What this could mean

Our plain-language read of the trial. This is informational only — not medical advice or a prediction.

Active substance

vatiquinone

What this could lead to

If successful, vatiquinone could become the first treatment to slow the progression of Friedreich's ataxia, preserving mobility and daily function for longer.

What could go wrong

This is a Phase 3 trial, but results may not show a clear benefit.

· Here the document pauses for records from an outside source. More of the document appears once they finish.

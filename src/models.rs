use crate::calendar::normalize_date;
use chrono::NaiveDate;
use serde::{Deserialize, Deserializer, Serialize};

/// One model prediction for a ticker on a trading day, with the realized forward return.
#[derive(Debug, Clone, PartialEq, Serialize, Deserialize)]
pub struct PredictionRow {
    #[serde(deserialize_with = "deserialize_normalized_date")]
    pub date: NaiveDate,
    pub ticker: String,
    pub sector: String,
    #[serde(alias = "p_up", deserialize_with = "deserialize_f64_or_nan")]
    pub predicted_probability: f64,
    #[serde(alias = "fwd_ret", deserialize_with = "deserialize_return")]
    pub forward_return: f64,
}

impl PredictionRow {
    pub fn new(
        date: NaiveDate,
        ticker: &str,
        sector: &str,
        predicted_probability: f64,
        forward_return: f64,
    ) -> Self {
        Self {
            date,
            ticker: ticker.to_string(),
            sector: sector.to_string(),
            predicted_probability,
            forward_return: coerce_return(forward_return),
        }
    }
}

#[derive(Debug, Clone, PartialEq, Serialize, Deserialize)]
pub struct DailyReturn {
    pub date: NaiveDate,
    #[serde(rename = "return", deserialize_with = "deserialize_return")]
    pub ret: f64,
}

/// A selected position on a day. An empty ticker marks a sector with no eligible candidate.
#[derive(Debug, Clone, PartialEq, Serialize, Deserialize)]
pub struct PickRecord {
    pub date: NaiveDate,
    pub ticker: String,
    pub sector: String,
    pub net_return: f64,
}

impl PickRecord {
    pub fn empty(date: NaiveDate, sector: &str) -> Self {
        Self {
            date,
            ticker: String::new(),
            sector: sector.to_string(),
            net_return: 0.0,
        }
    }

    pub fn is_placeholder(&self) -> bool {
        self.ticker.is_empty()
    }
}

/// One cell of the dense (date x sector) return grid.
#[derive(Debug, Clone, PartialEq, Serialize, Deserialize)]
pub struct SectorDailyReturn {
    #[serde(deserialize_with = "deserialize_normalized_date")]
    pub date: NaiveDate,
    pub sector: String,
    #[serde(rename = "return", deserialize_with = "deserialize_return")]
    pub ret: f64,
}

#[derive(Debug, Clone, PartialEq, Serialize, Deserialize)]
pub struct EquityCurvePoint {
    pub date: NaiveDate,
    #[serde(rename = "return")]
    pub ret: f64,
    pub cumulative_equity: f64,
    pub cumulative_return: f64,
    pub selected_tickers: String,
}

/// Annualized summary of a return series. `None` marks a figure that is undefined
/// for the series (empty input, no variance).
#[derive(Debug, Clone, PartialEq, Serialize, Deserialize)]
pub struct PerformanceSummary {
    pub days: usize,
    pub non_zero_days: usize,
    pub ann_return_arith: Option<f64>,
    pub ann_return_geom: Option<f64>,
    pub ann_vol: Option<f64>,
    pub sharpe: Option<f64>,
    pub max_drawdown: Option<f64>,
}

/// Portfolio summary together with the run configuration that produced it.
#[derive(Debug, Clone, PartialEq, Serialize, Deserialize)]
pub struct PortfolioMetrics {
    pub policy: String,
    pub cost_bps: f64,
    pub balanced: bool,
    pub sectors: Vec<String>,
    pub start_date: Option<NaiveDate>,
    pub end_date: Option<NaiveDate>,
    #[serde(flatten)]
    pub summary: PerformanceSummary,
}

#[derive(Debug, Clone, PartialEq)]
pub struct SectorPerformance {
    pub sector: String,
    pub summary: PerformanceSummary,
}

/// Sector statistics as written for reporting; undefined figures are flattened to 0.0.
#[derive(Debug, Clone, PartialEq, Serialize, Deserialize)]
pub struct SectorStatsRow {
    pub sector: String,
    pub days: usize,
    pub non_zero_days: usize,
    #[serde(deserialize_with = "deserialize_f64_or_nan")]
    pub ann_return_arith: f64,
    #[serde(deserialize_with = "deserialize_f64_or_nan")]
    pub ann_return_geom: f64,
    #[serde(deserialize_with = "deserialize_f64_or_nan")]
    pub ann_vol: f64,
    #[serde(deserialize_with = "deserialize_f64_or_nan")]
    pub sharpe: f64,
    #[serde(deserialize_with = "deserialize_f64_or_nan")]
    pub max_drawdown: f64,
}

impl SectorStatsRow {
    pub fn from_performance(performance: &SectorPerformance) -> Self {
        let summary = &performance.summary;
        Self {
            sector: performance.sector.clone(),
            days: summary.days,
            non_zero_days: summary.non_zero_days,
            ann_return_arith: summary.ann_return_arith.unwrap_or(0.0),
            ann_return_geom: summary.ann_return_geom.unwrap_or(0.0),
            ann_vol: summary.ann_vol.unwrap_or(0.0),
            sharpe: summary.sharpe.unwrap_or(0.0),
            max_drawdown: summary.max_drawdown.unwrap_or(0.0),
        }
    }
}

/// One-sample t-test of a sector's mean return against zero.
#[derive(Debug, Clone, PartialEq, Serialize, Deserialize)]
pub struct SignificanceResult {
    pub sector: String,
    pub n: usize,
    pub mean: Option<f64>,
    pub std: Option<f64>,
    pub t_statistic: Option<f64>,
    pub p_value: Option<f64>,
    pub p_value_fdr_adjusted: Option<f64>,
    pub ci_low: Option<f64>,
    pub ci_high: Option<f64>,
    pub ann_mean_arith: Option<f64>,
    pub ann_ci_low: Option<f64>,
    pub ann_ci_high: Option<f64>,
}

/// Welch test of the best-mean sector against one other sector.
#[derive(Debug, Clone, PartialEq, Serialize, Deserialize)]
pub struct PairwiseResult {
    pub best_sector: String,
    pub other_sector: String,
    pub t_statistic: Option<f64>,
    pub p_value: Option<f64>,
    pub p_value_fdr_adjusted: Option<f64>,
    pub mean_best: f64,
    pub mean_other: f64,
    pub n_best: usize,
    pub n_other: usize,
    pub ann_mean_best: f64,
    pub ann_mean_other: f64,
}

/// Non-finite returns are treated as a flat day.
pub fn coerce_return(value: f64) -> f64 {
    if value.is_finite() {
        value
    } else {
        0.0
    }
}

fn deserialize_normalized_date<'de, D>(deserializer: D) -> Result<NaiveDate, D::Error>
where
    D: Deserializer<'de>,
{
    let raw = String::deserialize(deserializer)?;
    normalize_date(&raw).map_err(serde::de::Error::custom)
}

fn deserialize_return<'de, D>(deserializer: D) -> Result<f64, D::Error>
where
    D: Deserializer<'de>,
{
    let raw: Option<String> = Option::deserialize(deserializer)?;
    Ok(raw
        .and_then(|value| value.trim().parse::<f64>().ok())
        .map(coerce_return)
        .unwrap_or(0.0))
}

fn deserialize_f64_or_nan<'de, D>(deserializer: D) -> Result<f64, D::Error>
where
    D: Deserializer<'de>,
{
    let raw: Option<String> = Option::deserialize(deserializer)?;
    Ok(raw
        .and_then(|value| value.trim().parse::<f64>().ok())
        .unwrap_or(f64::NAN))
}
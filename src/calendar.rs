use crate::error::EngineError;
use chrono::{Datelike, Duration, NaiveDate, Weekday};
use log::warn;
use std::collections::BTreeMap;

const DATE_FORMAT: &str = "%Y-%m-%d";

pub fn is_business_day(date: NaiveDate) -> bool {
    !matches!(date.weekday(), Weekday::Sat | Weekday::Sun)
}

/// Monday-Friday dates from `start` to `end` inclusive. No holiday calendar is applied.
pub fn build_calendar(start: NaiveDate, end: NaiveDate) -> Vec<NaiveDate> {
    if end < start {
        return Vec::new();
    }

    start
        .iter_days()
        .take_while(|date| *date <= end)
        .filter(|date| is_business_day(*date))
        .collect()
}

/// Parses a date cell and drops any time-of-day or zone suffix, keeping the date as written.
pub fn normalize_date(raw: &str) -> Result<NaiveDate, EngineError> {
    let trimmed = raw.trim();
    if let Ok(date) = NaiveDate::parse_from_str(trimmed, DATE_FORMAT) {
        return Ok(date);
    }

    let has_time_suffix = trimmed
        .chars()
        .nth(10)
        .map(|c| c == ' ' || c == 'T')
        .unwrap_or(false);
    if has_time_suffix {
        if let Some(prefix) = trimmed.get(..10) {
            if let Ok(date) = NaiveDate::parse_from_str(prefix, DATE_FORMAT) {
                return Ok(date);
            }
        }
    }

    Err(EngineError::InvalidDate(raw.to_string()))
}

/// Friday that closes the Monday-Friday week containing `date`.
pub fn week_ending_friday(date: NaiveDate) -> NaiveDate {
    let weekday = date.weekday().num_days_from_monday() as i64;
    let days_to_friday = (4 + 7 - weekday) % 7;
    date + Duration::days(days_to_friday)
}

/// Left-joins sparse per-date values onto `calendar`. Dates missing from `sparse` get a
/// clone of `fill`; entries dated outside the calendar are discarded. The output always
/// has one entry per calendar date.
pub fn align<T: Clone>(
    sparse: Vec<(NaiveDate, T)>,
    calendar: &[NaiveDate],
    fill: T,
) -> Vec<(NaiveDate, T)> {
    let mut by_date: BTreeMap<NaiveDate, T> = BTreeMap::new();
    for (date, value) in sparse {
        by_date.entry(date).or_insert(value);
    }

    let aligned: Vec<(NaiveDate, T)> = calendar
        .iter()
        .map(|date| {
            let value = by_date.remove(date).unwrap_or_else(|| fill.clone());
            (*date, value)
        })
        .collect();

    if !by_date.is_empty() {
        warn!(
            "Discarded {} date(s) outside the business-day calendar (first: {})",
            by_date.len(),
            by_date
                .keys()
                .next()
                .map(|date| date.format(DATE_FORMAT).to_string())
                .unwrap_or_default()
        );
    }

    aligned
}
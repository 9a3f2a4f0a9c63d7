use crate::backtester::DAILY_PERIODS_PER_YEAR;
use crate::config::SectorUniverse;
use crate::error::EngineError;
use crate::models::{PickRecord, PredictionRow, SectorDailyReturn, SectorPerformance};
use crate::performance::PerformanceCalculator;
use chrono::NaiveDate;
use log::warn;
use std::cmp::Ordering;
use std::collections::HashMap;

/// Dense (date x sector) return table: one row for every calendar day and every sector,
/// ordered by date then sector.
#[derive(Debug, Clone, PartialEq)]
pub struct SectorDailyGrid {
    sectors: Vec<String>,
    rows: Vec<SectorDailyReturn>,
}

impl SectorDailyGrid {
    pub fn rows(&self) -> &[SectorDailyReturn] {
        &self.rows
    }

    /// Return series of one sector in calendar order.
    pub fn sector_returns(&self, sector: &str) -> Vec<f64> {
        self.rows
            .iter()
            .filter(|row| row.sector == sector)
            .map(|row| row.ret)
            .collect()
    }
}

/// Averages pick returns per (date, sector) and spreads them over the full calendar x
/// sector skeleton, filling absent cells with 0.0.
pub fn aggregate(
    picks: &[PickRecord],
    calendar: &[NaiveDate],
    sectors: &SectorUniverse,
) -> Result<SectorDailyGrid, EngineError> {
    build_grid(
        picks
            .iter()
            .map(|pick| (pick.date, pick.sector.as_str(), pick.net_return)),
        calendar,
        sectors,
    )
}

/// Equal-weight sector returns over every candidate, regardless of selection. Serves as
/// the universe baseline the selected picks are compared against.
pub fn aggregate_universe(
    predictions: &[PredictionRow],
    calendar: &[NaiveDate],
    sectors: &SectorUniverse,
) -> Result<SectorDailyGrid, EngineError> {
    build_grid(
        predictions
            .iter()
            .map(|row| (row.date, row.sector.as_str(), row.forward_return)),
        calendar,
        sectors,
    )
}

/// Summarizes every sector of the grid, best Sharpe first. Undefined Sharpe ratios rank
/// as 0.0; ties keep sector order.
pub fn per_sector_metrics(grid: &SectorDailyGrid) -> Vec<SectorPerformance> {
    let mut performances: Vec<SectorPerformance> = grid
        .sectors
        .iter()
        .map(|sector| {
            let returns = grid.sector_returns(sector);
            SectorPerformance {
                sector: sector.clone(),
                summary: PerformanceCalculator::compute_metrics(&returns, DAILY_PERIODS_PER_YEAR),
            }
        })
        .collect();

    performances.sort_by(|a, b| {
        let a_sharpe = a.summary.sharpe.unwrap_or(0.0);
        let b_sharpe = b.summary.sharpe.unwrap_or(0.0);
        b_sharpe.partial_cmp(&a_sharpe).unwrap_or(Ordering::Equal)
    });
    performances
}

fn build_grid<'a, I>(
    entries: I,
    calendar: &[NaiveDate],
    sectors: &SectorUniverse,
) -> Result<SectorDailyGrid, EngineError>
where
    I: Iterator<Item = (NaiveDate, &'a str, f64)>,
{
    if calendar.windows(2).any(|pair| pair[0] >= pair[1]) {
        return Err(EngineError::InvariantViolation(
            "calendar must be strictly ascending".to_string(),
        ));
    }

    let entries: Vec<(NaiveDate, &str, f64)> = entries.collect();
    let off_calendar = off_calendar_count(entries.iter().map(|(date, _, _)| *date), calendar);
    if off_calendar > 0 {
        warn!(
            "Skipped {} sector return(s) dated outside the business-day calendar",
            off_calendar
        );
    }

    let mut sums: HashMap<(NaiveDate, &str), (f64, usize)> = HashMap::new();
    for (date, sector, ret) in entries {
        let cell = sums.entry((date, sector)).or_insert((0.0, 0));
        cell.0 += ret;
        cell.1 += 1;
    }

    let mut rows = Vec::with_capacity(calendar.len() * sectors.len());
    for date in calendar {
        for sector in sectors.iter() {
            let ret = sums
                .get(&(*date, sector))
                .map(|(sum, count)| sum / *count as f64)
                .unwrap_or(0.0);
            rows.push(SectorDailyReturn {
                date: *date,
                sector: sector.to_string(),
                ret,
            });
        }
    }

    let expected = calendar.len() * sectors.len();
    if rows.len() != expected {
        return Err(EngineError::InvariantViolation(format!(
            "sector grid has {} rows, expected {} days x {} sectors = {}",
            rows.len(),
            calendar.len(),
            sectors.len(),
            expected
        )));
    }

    Ok(SectorDailyGrid {
        sectors: sectors.names().to_vec(),
        rows,
    })
}

fn off_calendar_count<I>(dates: I, calendar: &[NaiveDate]) -> usize
where
    I: IntoIterator<Item = NaiveDate>,
{
    dates
        .into_iter()
        .filter(|date| calendar.binary_search(date).is_err())
        .count()
}

#[cfg(test)]
mod tests {
    use super::*;
    use crate::calendar::build_calendar;

    fn date(day: u32) -> NaiveDate {
        NaiveDate::from_ymd_opt(2024, 1, day).unwrap()
    }

    fn pick(day: u32, ticker: &str, sector: &str, ret: f64) -> PickRecord {
        PickRecord {
            date: date(day),
            ticker: ticker.to_string(),
            sector: sector.to_string(),
            net_return: ret,
        }
    }

    #[test]
    fn sparse_picks_fill_the_whole_grid() {
        let sectors = SectorUniverse::new(["Energy", "Technology", "Utilities"]).unwrap();
        let calendar = build_calendar(date(1), date(12));
        let picks = vec![pick(3, "XOM", "Energy", 0.01)];

        let grid = aggregate(&picks, &calendar, &sectors).unwrap();

        assert_eq!(calendar.len(), 10);
        assert_eq!(grid.rows().len(), calendar.len() * sectors.len());
        assert_eq!(grid.rows()[0].sector, "Energy");
        assert_eq!(grid.rows()[1].sector, "Technology");
        let energy = grid.sector_returns("Energy");
        assert_eq!(energy.len(), 10);
        assert_eq!(energy.iter().filter(|r| **r != 0.0).count(), 1);
    }

    #[test]
    fn same_day_picks_in_a_sector_are_averaged() {
        let sectors = SectorUniverse::new(["Energy", "Technology"]).unwrap();
        let calendar = build_calendar(date(2), date(2));
        let picks = vec![
            pick(2, "XOM", "Energy", 0.01),
            pick(2, "CVX", "Energy", 0.03),
            pick(2, "", "Technology", 0.0),
        ];

        let grid = aggregate(&picks, &calendar, &sectors).unwrap();
        assert!((grid.sector_returns("Energy")[0] - 0.02).abs() < 1e-12);
        assert_eq!(grid.sector_returns("Technology"), vec![0.0]);
    }

    #[test]
    fn picks_outside_the_enumeration_or_calendar_are_ignored() {
        let sectors = SectorUniverse::new(["Energy"]).unwrap();
        let calendar = build_calendar(date(2), date(3));
        let picks = vec![pick(2, "SPY", "Benchmark", 0.05), pick(6, "XOM", "Energy", 0.02)];

        let grid = aggregate(&picks, &calendar, &sectors).unwrap();
        assert_eq!(grid.rows().len(), 2);
        assert!(grid.rows().iter().all(|row| row.ret == 0.0 && row.sector == "Energy"));
    }

    #[test]
    fn weekend_entries_are_counted_as_off_calendar() {
        let calendar = build_calendar(date(5), date(8));
        // Jan 6 and 7 fall on the weekend
        let dates = [date(5), date(6), date(7), date(8), date(8)];
        assert_eq!(off_calendar_count(dates, &calendar), 2);

        let sectors = SectorUniverse::new(["Energy"]).unwrap();
        let predictions = vec![
            PredictionRow::new(date(5), "XOM", "Energy", 0.9, 0.01),
            PredictionRow::new(date(6), "XOM", "Energy", 0.9, 0.50),
        ];
        let grid = aggregate_universe(&predictions, &calendar, &sectors).unwrap();
        assert_eq!(grid.sector_returns("Energy"), vec![0.01, 0.0]);
    }

    #[test]
    fn unordered_calendar_is_an_invariant_violation() {
        let sectors = SectorUniverse::new(["Energy"]).unwrap();
        let calendar = vec![date(3), date(2)];
        let err = aggregate(&[], &calendar, &sectors).unwrap_err();
        assert!(matches!(err, EngineError::InvariantViolation(_)));
    }

    #[test]
    fn metrics_rank_by_sharpe_with_undefined_last() {
        let sectors = SectorUniverse::new(["Energy", "Technology", "Utilities"]).unwrap();
        let calendar = build_calendar(date(1), date(5));
        let picks = vec![
            pick(1, "XOM", "Energy", 0.01),
            pick(2, "XOM", "Energy", -0.02),
            pick(1, "AAPL", "Technology", 0.03),
            pick(2, "AAPL", "Technology", 0.01),
        ];

        let grid = aggregate(&picks, &calendar, &sectors).unwrap();
        let ranked = per_sector_metrics(&grid);

        let order: Vec<&str> = ranked.iter().map(|p| p.sector.as_str()).collect();
        assert_eq!(order, vec!["Technology", "Utilities", "Energy"]);
        assert!(ranked[1].summary.sharpe.is_none());
        assert!(ranked.iter().all(|p| p.summary.days == 5));
    }

    #[test]
    fn non_zero_days_round_trip_from_grid() {
        let sectors = SectorUniverse::new(["Energy", "Technology"]).unwrap();
        let calendar = build_calendar(date(1), date(12));
        let picks = vec![
            pick(1, "XOM", "Energy", 0.01),
            pick(4, "XOM", "Energy", -0.01),
            pick(9, "AAPL", "Technology", 0.02),
        ];

        let grid = aggregate(&picks, &calendar, &sectors).unwrap();
        for performance in per_sector_metrics(&grid) {
            let direct = grid
                .rows()
                .iter()
                .filter(|row| row.sector == performance.sector && row.ret != 0.0)
                .count();
            assert_eq!(performance.summary.non_zero_days, direct);
        }
    }

    #[test]
    fn universe_baseline_averages_all_candidates() {
        let sectors = SectorUniverse::new(["Energy"]).unwrap();
        let calendar = build_calendar(date(2), date(2));
        let predictions = vec![
            PredictionRow::new(date(2), "XOM", "Energy", 0.9, 0.04),
            PredictionRow::new(date(2), "CVX", "Energy", 0.1, -0.02),
        ];
        let grid = aggregate_universe(&predictions, &calendar, &sectors).unwrap();
        assert!((grid.sector_returns("Energy")[0] - 0.01).abs() < 1e-12);
    }
}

The drug may cause side effects, and what works in this study may not help all patients.

Disclaimer Read more

This is a summary of the original study . Summaries may miss details or leave out important information. Before applying or accepting participation, make sure you have read and understood the full study. Curemydisease.com takes no responsibility whatsoever for anything missed, misunderstood, or acted upon as a result of our summary — we know it does not capture everything.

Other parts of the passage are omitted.